*Work instructions*.
Copy down the listing below exactly, please, including every line.

• • • • • • •

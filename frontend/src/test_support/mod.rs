#[cfg(all(test, not(target_arch = "wasm32")))]
pub mod ssr;

#[cfg(test)]
pub mod fixtures {
    use crate::api::{test_support::MemoryStore, Post, Project, DEFAULT_CATEGORY};
    use crate::state::{session::SessionContext, toast::Toasts};
    use leptos::*;
    use serde_json::{json, Value};

    pub fn project_row(id: &str, title: &str) -> Value {
        json!({
            "id": id,
            "title": title,
            "description": format!("{} description", title),
            "category": DEFAULT_CATEGORY,
            "tech_stack": ["React", "Node.js"],
            "live_link": "https://example.com",
            "github_link": null,
            "images": ["https://img.example.com/1.png", "https://img.example.com/2.png"],
            "created_at": "2025-03-01T12:00:00Z"
        })
    }

    pub fn post_row(id: &str, title: &str, slug: &str, published: bool) -> Value {
        json!({
            "id": id,
            "title": title,
            "slug": slug,
            "excerpt": "Short summary",
            "content": "<p>Body</p>",
            "cover_image": null,
            "published": published,
            "category": "News",
            "created_at": "2025-03-02T08:30:00Z"
        })
    }

    pub fn project(id: &str, title: &str) -> Project {
        serde_json::from_value(project_row(id, title)).unwrap()
    }

    pub fn post(id: &str, title: &str, slug: &str) -> Post {
        serde_json::from_value(post_row(id, title, slug, false)).unwrap()
    }

    /// Provides the store, session and toast contexts a page expects.
    pub fn provide_page_context(store: &MemoryStore) -> Toasts {
        provide_context(store.handle());
        provide_context(SessionContext::new());
        let toasts = Toasts::new();
        provide_context(toasts);
        toasts
    }
}
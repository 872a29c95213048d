//! Browser-only checks; run with `wasm-pack test --headless --chrome frontend`.
#![cfg(target_arch = "wasm32")]

use agency_admin::{
    api::{Session, SessionUser},
    utils::storage,
};
use chrono::{Duration, Utc};
use wasm_bindgen_test::*;

wasm_bindgen_test_configure!(run_in_browser);

fn session() -> Session {
    Session {
        access_token: "access".into(),
        refresh_token: Some("refresh".into()),
        expires_at: Utc::now() + Duration::hours(1),
        user: SessionUser {
            id: "user-1".into(),
            email: Some("admin@example.com".into()),
        },
    }
}

#[wasm_bindgen_test]
fn session_survives_a_reload_through_local_storage() {
    storage::clear_session();
    assert_eq!(storage::load_session(), None);

    let stored = session();
    storage::save_session(&stored);
    assert_eq!(storage::load_session(), Some(stored));

    storage::clear_session();
    assert_eq!(storage::load_session(), None);
}

#[wasm_bindgen_test]
fn unreadable_session_is_discarded() {
    let storage_area = web_sys::window()
        .and_then(|window| window.local_storage().ok().flatten())
        .expect("localStorage");
    storage_area
        .set_item("agency-admin.session", "{not json")
        .expect("write");

    assert_eq!(storage::load_session(), None);
    assert_eq!(storage_area.get_item("agency-admin.session").ok().flatten(), None);
}

#[wasm_bindgen_test]
async fn unconfigured_store_reports_instead_of_panicking() {
    let store = agency_admin::config::build_store(&agency_admin::config::RuntimeConfig::default());
    assert!(store.get_session().await.is_none());
    let query = agency_admin::api::Query::new(agency_admin::api::Collection::Posts);
    assert_eq!(
        store.select(&query).await,
        Err(agency_admin::api::StoreError::NotConfigured)
    );
}
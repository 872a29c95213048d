use leptos::{ev::SubmitEvent, *};

#[component]
pub fn LoginForm(
    email: RwSignal<String>,
    password: RwSignal<String>,
    error: Signal<Option<String>>,
    pending: Signal<bool>,
    on_submit: Callback<SubmitEvent>,
) -> impl IntoView {
    view! {
        <div class="min-h-screen flex items-center justify-center bg-surface py-12 px-4 sm:px-6 lg:px-8">
            <div class="max-w-md w-full space-y-8 rounded-lg bg-surface-elevated border border-border shadow-sm p-8">
                <div>
                    <h2 class="text-center text-3xl font-extrabold text-fg">"Admin Login"</h2>
                    <p class="mt-2 text-center text-sm text-fg-muted">
                        "Sign in to manage projects and blog posts"
                    </p>
                </div>
                <form class="space-y-4" on:submit=move |ev| on_submit.call(ev)>
                    <div>
                        <label for="email" class="block text-sm font-medium text-fg mb-1">"Email"</label>
                        <input
                            id="email"
                            name="email"
                            type="email"
                            autocomplete="username"
                            class="block w-full rounded-md border border-border bg-surface px-3 py-2 text-sm text-fg"
                            placeholder="admin@example.com"
                            prop:value=move || email.get()
                            on:input=move |ev| email.set(event_target_value(&ev))
                        />
                    </div>
                    <div>
                        <label for="password" class="block text-sm font-medium text-fg mb-1">"Password"</label>
                        <input
                            id="password"
                            name="password"
                            type="password"
                            autocomplete="current-password"
                            class="block w-full rounded-md border border-border bg-surface px-3 py-2 text-sm text-fg"
                            prop:value=move || password.get()
                            on:input=move |ev| password.set(event_target_value(&ev))
                        />
                    </div>
                    <Show when=move || error.get().is_some()>
                        <div class="bg-status-error-bg border border-status-error-border text-status-error-text px-4 py-3 rounded text-sm">
                            {move || error.get().unwrap_or_default()}
                        </div>
                    </Show>
                    <button
                        type="submit"
                        disabled=move || pending.get()
                        class="w-full flex justify-center py-2 px-4 rounded-md text-sm font-semibold bg-action-primary-bg text-action-primary-text hover:bg-action-primary-bg-hover disabled:opacity-50"
                    >
                        {move || if pending.get() { "Signing in..." } else { "Sign in" }}
                    </button>
                </form>
            </div>
        </div>
    }
}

• • • • • • •

*Finished exercise*.
filename frontend/src/test_support/mod.rs
#[cfg(all(test, not(target_arch = "wasm32")))]
pub mod ssr;

#[cfg(test)]
pub mod fixtures {
    use crate::api::{test_support::MemoryStore, Post, Project, DEFAULT_CATEGORY};
    use crate::state::{session::SessionContext, toast::Toasts};
    use leptos::*;
    use serde_json::{json, Value};

    pub fn project_row(id: &str, title: &str) -> Value {
        json!({
            "id": id,
            "title": title,
            "description": format!("{} description", title),
            "category": DEFAULT_CATEGORY,
            "tech_stack": ["React", "Node.js"],
            "live_link": "https://example.com",
            "github_link": null,
            "images": ["https://img.example.com/1.png", "https://img.example.com/2.png"],
            "created_at": "2025-03-01T12:00:00Z"
        })
    }

    pub fn post_row(id: &str, title: &str, slug: &str, published: bool) -> Value {
        json!({
            "id": id,
            "title": title,
            "slug": slug,
            "excerpt": "Short summary",
            "content": "<p>Body</p>",
            "cover_image": null,
            "published": published,
            "category": "News",
            "created_at": "2025-03-02T08:30:00Z"
        })
    }

    pub fn project(id: &str, title: &str) -> Project {
        serde_json::from_value(project_row(id, title)).unwrap()
    }

    pub fn post(id: &str, title: &str, slug: &str) -> Post {
        serde_json::from_value(post_row(id, title, slug, false)).unwrap()
    }

    /// Provides the store, session and toast contexts a page expects.
    pub fn provide_page_context(store: &MemoryStore) -> Toasts {
        provide_context(store.handle());
        provide_context(SessionContext::new());
        let toasts = Toasts::new();
        provide_context(toasts);
        toasts
    }
}
repository 872a29c95213048d
//! Browser-only checks; run with `wasm-pack test --headless --chrome frontend`.
#![cfg(target_arch = "wasm32")]

use agency_admin::{
    api::{Session, SessionUser},
    utils::storage,
};
use chrono::{Duration, Utc};
use wasm_bindgen_test::*;

wasm_bindgen_test_configure!(run_in_browser);

fn session() -> Session {
    Session {
        access_token: "access".into(),
        refresh_token: Some("refresh".into()),
        expires_at: Utc::now() + Duration::hours(1),
        user: SessionUser {
            id: "user-1".into(),
            email: Some("admin@example.com".into()),
        },
    }
}

#[wasm_bindgen_test]
fn session_survives_a_reload_through_local_storage() {
    storage::clear_session();
    assert_eq!(storage::load_session(), None);

    let stored = session();
    storage::save_session(&stored);
    assert_eq!(storage::load_session(), Some(stored));

    storage::clear_session();
    assert_eq!(storage::load_session(), None);
}

#[wasm_bindgen_test]
fn unreadable_session_is_discarded() {
    let storage_area = web_sys::window()
        .and_then(|window| window.local_storage().ok().flatten())
        .expect("localStorage");
    storage_area
        .set_item("agency-admin.session", "{not json")
        .expect("write");

    assert_eq!(storage::load_session(), None);
    assert_eq!(storage_area.get_item("agency-admin.session").ok().flatten(), None);
}

#[wasm_bindgen_test]
async fn unconfigured_store_reports_instead_of_panicking() {
    let store = agency_admin::config::build_store(&agency_admin::config::RuntimeConfig::default());
    assert!(store.get_session().await.is_none());
    let query = agency_admin::api::Query::new(agency_admin::api::Collection::Posts);
    assert_eq!(
        store.select(&query).await,
        Err(agency_admin::api::StoreError::NotConfigured)
    );
}
repository 872a29c95213048d
use leptos::{ev::SubmitEvent, *};

#[component]
pub fn LoginForm(
    email: RwSignal<String>,
    password: RwSignal<String>,
    error: Signal<Option<String>>,
    pending: Signal<bool>,
    on_submit: Callback<SubmitEvent>,
) -> impl IntoView {
    view! {
        <div class="min-h-screen flex items-center justify-center bg-surface py-12 px-4 sm:px-6 lg:px-8">
            <div class="max-w-md w-full space-y-8 rounded-lg bg-surface-elevated border border-border shadow-sm p-8">
                <div>
                    <h2 class="text-center text-3xl font-extrabold text-fg">"Admin Login"</h2>
                    <p class="mt-2 text-center text-sm text-fg-muted">
                        "Sign in to manage projects and blog posts"
                    </p>
                </div>
                <form class="space-y-4" on:submit=move |ev| on_submit.call(ev)>
                    <div>
                        <label for="email" class="block text-sm font-medium text-fg mb-1">"Email"</label>
                        <input
                            id="email"
                            name="email"
                            type="email"
                            autocomplete="username"
                            class="block w-full rounded-md border border-border bg-surface px-3 py-2 text-sm text-fg"
                            placeholder="admin@example.com"
                            prop:value=move || email.get()
                            on:input=move |ev| email.set(event_target_value(&ev))
                        />
                    </div>
                    <div>
                        <label for="password" class="block text-sm font-medium text-fg mb-1">"Password"</label>
                        <input
                            id="password"
                            name="password"
                            type="password"
                            autocomplete="current-password"
                            class="block w-full rounded-md border border-border bg-surface px-3 py-2 text-sm text-fg"
                            prop:value=move || password.get()
                            on:input=move |ev| password.set(event_target_value(&ev))
                        />
                    </div>
                    <Show when=move || error.get().is_some()>
                        <div class="bg-status-error-bg border border-status-error-border text-status-error-text px-4 py-3 rounded text-sm">
                            {move || error.get().unwrap_or_default()}
                        </div>
                    </Show>
                    <button
                        type="submit"
                        disabled=move || pending.get()
                        class="w-full flex justify-center py-2 px-4 rounded-md text-sm font-semibold bg-action-primary-bg text-action-primary-text hover:bg-action-primary-bg-hover disabled:opacity-50"
                    >
                        {move || if pending.get() { "Signing in..." } else { "Sign in" }}
                    </button>
                </form>
            </div>
        </div>
    }
}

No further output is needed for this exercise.